◆ **Supplied material**:
——————————

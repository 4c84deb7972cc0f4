//! Deterministic fakes for driving a scan session from tests

#![allow(dead_code)]

use std::collections::HashMap;
use std::sync::atomic::{AtomicBool, AtomicUsize, Ordering};
use std::sync::{Arc, Mutex};
use std::time::Duration;

use async_trait::async_trait;
use bytes::Bytes;
use tokio::sync::oneshot;

use optiscan::capture::{FrameMetadata, PixelFormat, Rotation};
use optiscan::{
    DecodeError, DecodedPayload, Decoder, ErrorCallback, Frame, FrameCallback, FrameSource,
    ScanError,
};

/// Frame source whose frames are emitted by the test itself.
pub struct ManualSource {
    handle: Arc<SourceHandle>,
    fail_start: bool,
}

#[derive(Default)]
pub struct SourceHandle {
    callback: Mutex<Option<FrameCallback>>,
    on_error: Mutex<Option<ErrorCallback>>,
    on_start: Mutex<Option<Box<dyn FnOnce() + Send>>>,
    stop_gate: Mutex<Option<flume::Receiver<()>>>,
    released: Mutex<Vec<u64>>,
    pub started: AtomicBool,
    pub stops: AtomicUsize,
}

impl ManualSource {
    pub fn new() -> (Self, Arc<SourceHandle>) {
        let handle = Arc::new(SourceHandle::default());
        let source = Self {
            handle: handle.clone(),
            fail_start: false,
        };
        (source, handle)
    }

    /// A source whose device is always busy
    pub fn busy() -> (Self, Arc<SourceHandle>) {
        let (mut source, handle) = Self::new();
        source.fail_start = true;
        (source, handle)
    }
}

impl FrameSource for ManualSource {
    fn start(
        &mut self,
        on_frame: FrameCallback,
        on_error: ErrorCallback,
    ) -> Result<(), ScanError> {
        let hook = self.handle.on_start.lock().unwrap().take();
        if let Some(hook) = hook {
            hook();
        }
        if self.fail_start {
            return Err(ScanError::device_unavailable("manual://busy", "device busy"));
        }
        *self.handle.callback.lock().unwrap() = Some(on_frame);
        *self.handle.on_error.lock().unwrap() = Some(on_error);
        self.handle.started.store(true, Ordering::SeqCst);
        Ok(())
    }

    fn stop(&mut self) {
        let gate = self.handle.stop_gate.lock().unwrap().take();
        if let Some(gate) = gate {
            let _ = gate.recv();
        }
        self.handle.callback.lock().unwrap().take();
        self.handle.stops.fetch_add(1, Ordering::SeqCst);
    }

    fn describe(&self) -> String {
        "manual://test".into()
    }
}

impl SourceHandle {
    /// Deliver a frame as the capture thread would. Frames emitted after
    /// `stop` go straight to the callback kept by `late_callback`.
    pub fn emit(self: &Arc<Self>, sequence: u64) {
        let callback = self.callback.lock().unwrap().clone();
        let frame = self.frame(sequence);
        match callback {
            Some(callback) => callback(frame),
            None => frame.release(),
        }
    }

    /// Report the device as lost, as a capture thread does before exiting.
    /// The frame callback stays installed so stragglers can still be emitted.
    pub fn fail(&self, reason: &str) {
        let on_error = self.on_error.lock().unwrap().take();
        if let Some(on_error) = on_error {
            on_error(ScanError::device_unavailable("manual://test", reason));
        }
    }

    /// Run `hook` inside the next `start`, before the device is bound
    pub fn before_start(&self, hook: impl FnOnce() + Send + 'static) {
        *self.on_start.lock().unwrap() = Some(Box::new(hook));
    }

    /// Make the next `stop` block until the returned sender fires or is dropped
    pub fn hold_stop(&self) -> flume::Sender<()> {
        let (tx, rx) = flume::bounded(1);
        *self.stop_gate.lock().unwrap() = Some(rx);
        tx
    }

    /// Keep a copy of the callback to simulate a capture thread that has not
    /// quiesced yet after `stop`.
    pub fn late_callback(&self) -> Option<FrameCallback> {
        self.callback.lock().unwrap().clone()
    }

    pub fn frame(self: &Arc<Self>, sequence: u64) -> Frame {
        let handle = self.clone();
        Frame::new(
            Bytes::from_static(&[0u8; 16]),
            FrameMetadata {
                sequence,
                width: 4,
                height: 4,
                stride: 4,
                format: PixelFormat::Gray8,
                rotation: Rotation::Deg0,
                device_timestamp: None,
            },
        )
        .with_release(move |meta| {
            handle.released.lock().unwrap().push(meta.sequence);
        })
    }

    pub fn released(&self) -> Vec<u64> {
        let mut released = self.released.lock().unwrap().clone();
        released.sort_unstable();
        released
    }

    pub fn is_started(&self) -> bool {
        self.started.load(Ordering::SeqCst)
    }

    pub fn stop_count(&self) -> usize {
        self.stops.load(Ordering::SeqCst)
    }
}

/// Per-frame decode behaviour
pub struct Script {
    gate: Option<oneshot::Receiver<()>>,
    result: Result<Vec<String>, String>,
}

impl Script {
    pub fn found(payloads: &[&str]) -> Self {
        Self {
            gate: None,
            result: Ok(payloads.iter().map(|p| p.to_string()).collect()),
        }
    }

    pub fn fail(reason: &str) -> Self {
        Self {
            gate: None,
            result: Err(reason.to_string()),
        }
    }

    /// Hold the decode in flight until the returned sender fires or is dropped
    pub fn gated(mut self) -> (Self, oneshot::Sender<()>) {
        let (tx, rx) = oneshot::channel();
        self.gate = Some(rx);
        (self, tx)
    }
}

/// Decoder whose results are scripted per frame sequence. Unscripted frames
/// decode to an empty list.
pub struct ScriptedDecoder {
    scripts: Mutex<HashMap<u64, Script>>,
    seen: Mutex<Vec<u64>>,
    entered: flume::Sender<u64>,
    entered_rx: flume::Receiver<u64>,
    delay: Duration,
}

impl ScriptedDecoder {
    pub fn new() -> Self {
        let (entered, entered_rx) = flume::unbounded();
        Self {
            scripts: Mutex::new(HashMap::new()),
            seen: Mutex::new(Vec::new()),
            entered,
            entered_rx,
            delay: Duration::ZERO,
        }
    }

    /// Every decode takes at least this long
    pub fn slow(delay: Duration) -> Self {
        Self {
            delay,
            ..Self::new()
        }
    }

    pub fn script(&self, sequence: u64, script: Script) {
        self.scripts.lock().unwrap().insert(sequence, script);
    }

    /// Frames that reached the decoder, in arrival order
    pub fn seen(&self) -> Vec<u64> {
        self.seen.lock().unwrap().clone()
    }

    /// Wait until the decoder has started on `sequence`
    pub async fn entered(&self, sequence: u64) {
        loop {
            let next = tokio::time::timeout(Duration::from_secs(5), self.entered_rx.recv_async())
                .await
                .expect("decoder was never entered")
                .expect("decoder channel closed");
            if next == sequence {
                return;
            }
        }
    }
}

#[async_trait]
impl Decoder for ScriptedDecoder {
    async fn decode(&self, frame: &Frame) -> Result<Vec<String>, DecodeError> {
        let sequence = frame.sequence();
        self.seen.lock().unwrap().push(sequence);
        let _ = self.entered.send(sequence);

        let script = self.scripts.lock().unwrap().remove(&sequence);
        if !self.delay.is_zero() {
            tokio::time::sleep(self.delay).await;
        }
        let Some(script) = script else {
            return Ok(Vec::new());
        };
        if let Some(gate) = script.gate {
            let _ = gate.await;
        }
        script.result.map_err(DecodeError::Worker)
    }
}

/// Sink that records every delivery
pub fn recording_sink() -> (Arc<dyn optiscan::ResultSink>, Arc<Mutex<Vec<String>>>) {
    let delivered = Arc::new(Mutex::new(Vec::new()));
    let log = delivered.clone();
    let sink = move |payload: DecodedPayload| {
        log.lock().unwrap().push(payload.into_string());
    };
    (Arc::new(sink), delivered)
}

/// Poll `condition` until it holds, failing the test after five seconds
pub async fn eventually(what: &str, condition: impl Fn() -> bool) {
    let deadline = tokio::time::Instant::now() + Duration::from_secs(5);
    while !condition() {
        assert!(
            tokio::time::Instant::now() < deadline,
            "timed out waiting for {what}"
        );
        tokio::time::sleep(Duration::from_millis(2)).await;
    }
}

——————————

◆ **Work instructions**: Work out how many lines in the records above contain the word "FrameMetadata". State only that number.

◆ **Solution below**: 2